use std::collections::BTreeMap;
use std::path::{Path, PathBuf};

use serde::Serialize;
use serde::de::DeserializeOwned;
use tracing::{debug, warn};

use crate::error::{EngineError, Result};
use crate::session::ProcessOptions;
use crate::timeline::{Clip, validate_clips, validate_keyframes};

pub const CLIPS_KEY: &str = "clips";
pub const KEYFRAMES_KEY: &str = "keyframes";
pub const INPUT_DURATION_KEY: &str = "inputDuration";
pub const INPUT_KEY: &str = "input";
pub const OPTIONS_KEY: &str = "options";

/// Durable string key/value storage. A missing key means "no prior value".
pub trait KeyValueStore {
    fn get(&self, key: &str) -> Result<Option<String>>;

    fn set(&mut self, key: &str, value: String) -> Result<()>;

    fn remove(&mut self, key: &str) -> Result<()>;
}

/// In-process store used by tests and headless runs.
#[derive(Debug, Clone, Default, PartialEq, Eq)]
pub struct MemoryStore {
    entries: BTreeMap<String, String>,
}

impl MemoryStore {
    pub fn new() -> Self {
        Self::default()
    }
}

impl KeyValueStore for MemoryStore {
    fn get(&self, key: &str) -> Result<Option<String>> {
        Ok(self.entries.get(key).cloned())
    }

    fn set(&mut self, key: &str, value: String) -> Result<()> {
        self.entries.insert(key.to_owned(), value);
        Ok(())
    }

    fn remove(&mut self, key: &str) -> Result<()> {
        self.entries.remove(key);
        Ok(())
    }
}

/// Store persisted as one JSON object file, rewritten on every change.
///
/// # Example
/// ```no_run
/// use clip_engine::persist::{JsonFileStore, KeyValueStore};
///
/// let mut store = JsonFileStore::open("clipper-state.json").expect("open store");
/// store.set("input", "match.mp4".to_owned()).expect("write store");
/// ```
#[derive(Debug, Clone, PartialEq, Eq)]
pub struct JsonFileStore {
    path: PathBuf,
    entries: BTreeMap<String, String>,
}

impl JsonFileStore {
    /// Opens the store at `path`. A missing file starts an empty store.
    pub fn open(path: impl AsRef<Path>) -> Result<Self> {
        let path = path.as_ref().to_path_buf();
        let entries = match std::fs::read_to_string(&path) {
            Ok(contents) if contents.trim().is_empty() => BTreeMap::new(),
            Ok(contents) => serde_json::from_str(&contents).map_err(|source| {
                EngineError::StoreSerialization {
                    path: path.clone(),
                    source,
                }
            })?,
            Err(error) if error.kind() == std::io::ErrorKind::NotFound => {
                debug!(path = ?path, "store file missing, starting empty");
                BTreeMap::new()
            }
            Err(source) => {
                return Err(EngineError::StoreIo {
                    context: "read store file",
                    path,
                    source,
                });
            }
        };

        Ok(Self { path, entries })
    }

    pub fn path(&self) -> &Path {
        &self.path
    }

    fn flush(&self) -> Result<()> {
        let contents = serde_json::to_string_pretty(&self.entries).map_err(|source| {
            EngineError::StoreSerialization {
                path: self.path.clone(),
                source,
            }
        })?;
        if let Some(parent) = self.path.parent().filter(|dir| !dir.as_os_str().is_empty()) {
            std::fs::create_dir_all(parent).map_err(|source| EngineError::StoreIo {
                context: "create store directory",
                path: parent.to_path_buf(),
                source,
            })?;
        }
        std::fs::write(&self.path, contents).map_err(|source| EngineError::StoreIo {
            context: "write store file",
            path: self.path.clone(),
            source,
        })
    }
}

impl KeyValueStore for JsonFileStore {
    fn get(&self, key: &str) -> Result<Option<String>> {
        Ok(self.entries.get(key).cloned())
    }

    fn set(&mut self, key: &str, value: String) -> Result<()> {
        self.entries.insert(key.to_owned(), value);
        self.flush()
    }

    fn remove(&mut self, key: &str) -> Result<()> {
        if self.entries.remove(key).is_some() {
            self.flush()?;
        }
        Ok(())
    }
}

/// Timeline fields restored from the store at startup.
#[derive(Debug, Clone, Default, PartialEq)]
pub struct StoredTimeline {
    pub clips: Vec<Clip>,
    pub keyframes: Vec<f64>,
    pub input_duration: Option<f64>,
}

/// Reads the persisted timeline.
///
/// Returns `MalformedPersistedState` when a value fails to parse or the clip
/// list violates ordering; callers degrade that to an empty timeline.
pub fn load_timeline(store: &impl KeyValueStore) -> Result<StoredTimeline> {
    let clips: Vec<Clip> = read_json(store, CLIPS_KEY)?.unwrap_or_default();
    validate_clips(&clips).map_err(|reason| EngineError::MalformedPersistedState {
        key: CLIPS_KEY,
        reason,
    })?;

    let keyframes: Vec<f64> = read_json(store, KEYFRAMES_KEY)?.unwrap_or_default();
    validate_keyframes(&keyframes).map_err(|reason| EngineError::MalformedPersistedState {
        key: KEYFRAMES_KEY,
        reason,
    })?;

    let input_duration = match store.get(INPUT_DURATION_KEY)? {
        Some(raw) => Some(raw.trim().parse::<f64>().map_err(|error| {
            EngineError::MalformedPersistedState {
                key: INPUT_DURATION_KEY,
                reason: format!("{raw:?}: {error}"),
            }
        })?),
        None => None,
    };

    Ok(StoredTimeline {
        clips,
        keyframes,
        input_duration,
    })
}

pub fn save_clips(store: &mut impl KeyValueStore, clips: &[Clip]) -> Result<()> {
    write_json(store, CLIPS_KEY, &clips)
}

/// Persists everything a processing run produced.
pub fn save_timeline(
    store: &mut impl KeyValueStore,
    clips: &[Clip],
    keyframes: &[f64],
    input_duration: Option<f64>,
) -> Result<()> {
    save_clips(store, clips)?;
    write_json(store, KEYFRAMES_KEY, &keyframes)?;
    match input_duration {
        Some(duration) => store.set(INPUT_DURATION_KEY, duration.to_string()),
        None => store.remove(INPUT_DURATION_KEY),
    }
}

pub fn load_input(store: &impl KeyValueStore) -> Result<Option<PathBuf>> {
    Ok(store
        .get(INPUT_KEY)?
        .filter(|value| !value.is_empty())
        .map(PathBuf::from))
}

/// Stores the last-used input path, or forgets it when `input` is `None`.
pub fn save_input(store: &mut impl KeyValueStore, input: Option<&Path>) -> Result<()> {
    match input {
        Some(path) => store.set(INPUT_KEY, path.to_string_lossy().into_owned()),
        None => store.remove(INPUT_KEY),
    }
}

/// Reads persisted options, falling back to defaults on absence or damage.
pub fn load_options(store: &impl KeyValueStore) -> ProcessOptions {
    match read_json(store, OPTIONS_KEY) {
        Ok(Some(options)) => options,
        Ok(None) => ProcessOptions::default(),
        Err(error) => {
            warn!(%error, "stored options ignored");
            ProcessOptions::default()
        }
    }
}

pub fn save_options(store: &mut impl KeyValueStore, options: &ProcessOptions) -> Result<()> {
    write_json(store, OPTIONS_KEY, options)
}

fn read_json<T: DeserializeOwned>(
    store: &impl KeyValueStore,
    key: &'static str,
) -> Result<Option<T>> {
    let Some(raw) = store.get(key)? else {
        return Ok(None);
    };
    serde_json::from_str(&raw)
        .map(Some)
        .map_err(|error| EngineError::MalformedPersistedState {
            key,
            reason: error.to_string(),
        })
}

fn write_json<T: Serialize + ?Sized>(
    store: &mut impl KeyValueStore,
    key: &'static str,
    value: &T,
) -> Result<()> {
    let raw = serde_json::to_string(value).map_err(|error| EngineError::MalformedPersistedState {
        key,
        reason: error.to_string(),
    })?;
    store.set(key, raw)
}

REQUIRED ACTION: Word for word, repeat every record.

WRITTEN SOLUTION:
use std::collections::BTreeMap;
use std::path::{Path, PathBuf};

use serde::Serialize;
use serde::de::DeserializeOwned;
use tracing::{debug, warn};

use crate::error::{EngineError, Result};
use crate::session::ProcessOptions;
use crate::timeline::{Clip, validate_clips, validate_keyframes};

pub const CLIPS_KEY: &str = "clips";
pub const KEYFRAMES_KEY: &str = "keyframes";
pub const INPUT_DURATION_KEY: &str = "inputDuration";
pub const INPUT_KEY: &str = "input";
pub const OPTIONS_KEY: &str = "options";

/// Durable string key/value storage. A missing key means "no prior value".
pub trait KeyValueStore {
    fn get(&self, key: &str) -> Result<Option<String>>;

    fn set(&mut self, key: &str, value: String) -> Result<()>;

    fn remove(&mut self, key: &str) -> Result<()>;
}

/// In-process store used by tests and headless runs.
#[derive(Debug, Clone, Default, PartialEq, Eq)]
pub struct MemoryStore {
    entries: BTreeMap<String, String>,
}

impl MemoryStore {
    pub fn new() -> Self {
        Self::default()
    }
}

impl KeyValueStore for MemoryStore {
    fn get(&self, key: &str) -> Result<Option<String>> {
        Ok(self.entries.get(key).cloned())
    }

    fn set(&mut self, key: &str, value: String) -> Result<()> {
        self.entries.insert(key.to_owned(), value);
        Ok(())
    }

    fn remove(&mut self, key: &str) -> Result<()> {
        self.entries.remove(key);
        Ok(())
    }
}

/// Store persisted as one JSON object file, rewritten on every change.
///
/// # Example
/// ```no_run
/// use clip_engine::persist::{JsonFileStore, KeyValueStore};
///
/// let mut store = JsonFileStore::open("clipper-state.json").expect("open store");
/// store.set("input", "match.mp4".to_owned()).expect("write store");
/// ```
#[derive(Debug, Clone, PartialEq, Eq)]
pub struct JsonFileStore {
    path: PathBuf,
    entries: BTreeMap<String, String>,
}

impl JsonFileStore {
    /// Opens the store at `path`. A missing file starts an empty store.
    pub fn open(path: impl AsRef<Path>) -> Result<Self> {
        let path = path.as_ref().to_path_buf();
        let entries = match std::fs::read_to_string(&path) {
            Ok(contents) if contents.trim().is_empty() => BTreeMap::new(),
            Ok(contents) => serde_json::from_str(&contents).map_err(|source| {
                EngineError::StoreSerialization {
                    path: path.clone(),
                    source,
                }
            })?,
            Err(error) if error.kind() == std::io::ErrorKind::NotFound => {
                debug!(path = ?path, "store file missing, starting empty");
                BTreeMap::new()
            }
            Err(source) => {
                return Err(EngineError::StoreIo {
                    context: "read store file",
                    path,
                    source,
                });
            }
        };

        Ok(Self { path, entries })
    }

    pub fn path(&self) -> &Path {
        &self.path
    }

    fn flush(&self) -> Result<()> {
        let contents = serde_json::to_string_pretty(&self.entries).map_err(|source| {
            EngineError::StoreSerialization {
                path: self.path.clone(),
                source,
            }
        })?;
        if let Some(parent) = self.path.parent().filter(|dir| !dir.as_os_str().is_empty()) {
            std::fs::create_dir_all(parent).map_err(|source| EngineError::StoreIo {
                context: "create store directory",
                path: parent.to_path_buf(),
                source,
            })?;
        }
        std::fs::write(&self.path, contents).map_err(|source| EngineError::StoreIo {
            context: "write store file",
            path: self.path.clone(),
            source,
        })
    }
}

impl KeyValueStore for JsonFileStore {
    fn get(&self, key: &str) -> Result<Option<String>> {
        Ok(self.entries.get(key).cloned())
    }

    fn set(&mut self, key: &str, value: String) -> Result<()> {
        self.entries.insert(key.to_owned(), value);
        self.flush()
    }

    fn remove(&mut self, key: &str) -> Result<()> {
        if self.entries.remove(key).is_some() {
            self.flush()?;
        }
        Ok(())
    }
}

/// Timeline fields restored from the store at startup.
#[derive(Debug, Clone, Default, PartialEq)]
pub struct StoredTimeline {
    pub clips: Vec<Clip>,
    pub keyframes: Vec<f64>,
    pub input_duration: Option<f64>,
}

/// Reads the persisted timeline.
///
/// Returns `MalformedPersistedState` when a value fails to parse or the clip
/// list violates ordering; callers degrade that to an empty timeline.
pub fn load_timeline(store: &impl KeyValueStore) -> Result<StoredTimeline> {
    let clips: Vec<Clip> = read_json(store, CLIPS_KEY)?.unwrap_or_default();
    validate_clips(&clips).map_err(|reason| EngineError::MalformedPersistedState {
        key: CLIPS_KEY,
        reason,
    })?;

    let keyframes: Vec<f64> = read_json(store, KEYFRAMES_KEY)?.unwrap_or_default();
    validate_keyframes(&keyframes).map_err(|reason| EngineError::MalformedPersistedState {
        key: KEYFRAMES_KEY,
        reason,
    })?;

    let input_duration = match store.get(INPUT_DURATION_KEY)? {
        Some(raw) => Some(raw.trim().parse::<f64>().map_err(|error| {
            EngineError::MalformedPersistedState {
                key: INPUT_DURATION_KEY,
                reason: format!("{raw:?}: {error}"),
            }
        })?),
        None => None,
    };

    Ok(StoredTimeline {
        clips,
        keyframes,
        input_duration,
    })
}

pub fn save_clips(store: &mut impl KeyValueStore, clips: &[Clip]) -> Result<()> {
    write_json(store, CLIPS_KEY, &clips)
}

/// Persists everything a processing run produced.
pub fn save_timeline(
    store: &mut impl KeyValueStore,
    clips: &[Clip],
    keyframes: &[f64],
    input_duration: Option<f64>,
) -> Result<()> {
    save_clips(store, clips)?;
    write_json(store, KEYFRAMES_KEY, &keyframes)?;
    match input_duration {
        Some(duration) => store.set(INPUT_DURATION_KEY, duration.to_string()),
        None => store.remove(INPUT_DURATION_KEY),
    }
}

pub fn load_input(store: &impl KeyValueStore) -> Result<Option<PathBuf>> {
    Ok(store
        .get(INPUT_KEY)?
        .filter(|value| !value.is_empty())
        .map(PathBuf::from))
}

/// Stores the last-used input path, or forgets it when `input` is `None`.
pub fn save_input(store: &mut impl KeyValueStore, input: Option<&Path>) -> Result<()> {
    match input {
        Some(path) => store.set(INPUT_KEY, path.to_string_lossy().into_owned()),
        None => store.remove(INPUT_KEY),
    }
}

/// Reads persisted options, falling back to defaults on absence or damage.
pub fn load_options(store: &impl KeyValueStore) -> ProcessOptions {
    match read_json(store, OPTIONS_KEY) {
        Ok(Some(options)) => options,
        Ok(None) => ProcessOptions::default(),
        Err(error) => {
            warn!(%error, "stored options ignored");
            ProcessOptions::default()
        }
    }
}

pub fn save_options(store: &mut impl KeyValueStore, options: &ProcessOptions) -> Result<()> {
    write_json(store, OPTIONS_KEY, options)
}

fn read_json<T: DeserializeOwned>(
    store: &impl KeyValueStore,
    key: &'static str,
) -> Result<Option<T>> {
    let Some(raw) = store.get(key)? else {
        return Ok(None);
    };
    serde_json::from_str(&raw)
        .map(Some)
        .map_err(|error| EngineError::MalformedPersistedState {
            key,
            reason: error.to_string(),
        })
}

fn write_json<T: Serialize + ?Sized>(
    store: &mut impl KeyValueStore,
    key: &'static str,
    value: &T,
) -> Result<()> {
    let raw = serde_json::to_string(value).map_err(|error| EngineError::MalformedPersistedState {
        key,
        reason: error.to_string(),
    })?;
    store.set(key, raw)
}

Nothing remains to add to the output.